Rybník () is a village and municipality with 1420 inhabitants (as of December 31, 2020) in the Levice District in the Nitra Region of Slovakia.

History
In the Early Bronze Age, there was a fortified settlement on Mount Kusá hora, the remains of which have been examined annually since 2004 in a collaboration between the Slovak Archaeological Institute of the Slovak Academy of Sciences and the German RGK.

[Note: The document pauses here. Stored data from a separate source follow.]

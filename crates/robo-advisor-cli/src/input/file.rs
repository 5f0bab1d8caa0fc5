use serde::de::DeserializeOwned;
use std::fs;
use std::path::Path;

use robo_advisor_core::EngineConfig;

/// Read a JSON file and deserialise into a typed struct.
pub fn read_json<T: DeserializeOwned>(path: &str) -> Result<T, Box<dyn std::error::Error>> {
    let canonical = resolve_path(path)?;
    let contents = read_text(path)?;
    let value: T = serde_json::from_str(&contents)
        .map_err(|e| format!("Failed to parse '{}': {}", canonical.display(), e))?;
    Ok(value)
}

pub fn read_text(path: &str) -> Result<String, Box<dyn std::error::Error>> {
    let canonical = resolve_path(path)?;
    let contents = fs::read_to_string(&canonical)
        .map_err(|e| format!("Failed to read '{}': {}", canonical.display(), e))?;
    Ok(contents)
}

/// Engine configuration: `.json` files parse as JSON, anything else as YAML.
pub fn read_config(path: &str) -> Result<EngineConfig, Box<dyn std::error::Error>> {
    let canonical = resolve_path(path)?;
    let contents = read_text(path)?;
    let is_json = canonical
        .extension()
        .and_then(|e| e.to_str())
        .is_some_and(|e| e.eq_ignore_ascii_case("json"));
    let config = if is_json {
        serde_json::from_str(&contents)
            .map_err(|e| format!("Failed to parse '{}': {}", canonical.display(), e))?
    } else {
        serde_yaml::from_str(&contents)
            .map_err(|e| format!("Failed to parse '{}': {}", canonical.display(), e))?
    };
    Ok(config)
}

/// Resolve and validate the path.
fn resolve_path(path: &str) -> Result<std::path::PathBuf, Box<dyn std::error::Error>> {
    let p = Path::new(path);
    let canonical = if p.is_absolute() {
        p.to_path_buf()
    } else {
        std::env::current_dir()?.join(p)
    };

    if !canonical.exists() {
        return Err(format!("File not found: {}", canonical.display()).into());
    }

    if !canonical.is_file() {
        return Err(format!("Not a file: {}", canonical.display()).into());
    }

    Ok(canonical)
}

#[cfg(test)]
mod tests {
    use super::*;
    use rust_decimal_macros::dec;
    use std::io::Write;

    #[test]
    fn test_yaml_config_overrides_defaults() {
        let mut f = tempfile::Builder::new().suffix(".yaml").tempfile().unwrap();
        writeln!(f, "drift_threshold: \"0.03\"\nbenchmark_symbol: VTI").unwrap();
        let config = read_config(f.path().to_str().unwrap()).unwrap();
        assert_eq!(config.drift_threshold, dec!(0.03));
        assert_eq!(config.benchmark_symbol, "VTI");
        assert_eq!(config.frontier_points, EngineConfig::default().frontier_points);
    }

    #[test]
    fn test_json_config_by_extension() {
        let mut f = tempfile::Builder::new().suffix(".json").tempfile().unwrap();
        writeln!(f, r#"{{"tax_rate": "0.25"}}"#).unwrap();
        let config = read_config(f.path().to_str().unwrap()).unwrap();
        assert_eq!(config.tax_rate, dec!(0.25));
    }

    #[test]
    fn test_missing_file() {
        let err = read_text("/definitely/not/here.json").unwrap_err();
        assert!(err.to_string().contains("File not found"));
    }
}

The place was first mentioned in writing in 1075 in the founding document of Hronský Beňadik Abbey as Sceulleus. The name refers to a centuries-long winemaking tradition. After the Mongol invasion, there was a reorganization of the ownership conditions, whereby the majority of the estate came to the Archdiocese of Gran and in 1776 changed to the newly created Diocese of Neusohl. In 1534 there were a total of 32 portahere, in modern times the village was a small town, which received market rights in 1781. In 1828 there were 134 houses and 943 inhabitants, most of whom were employed in agriculture.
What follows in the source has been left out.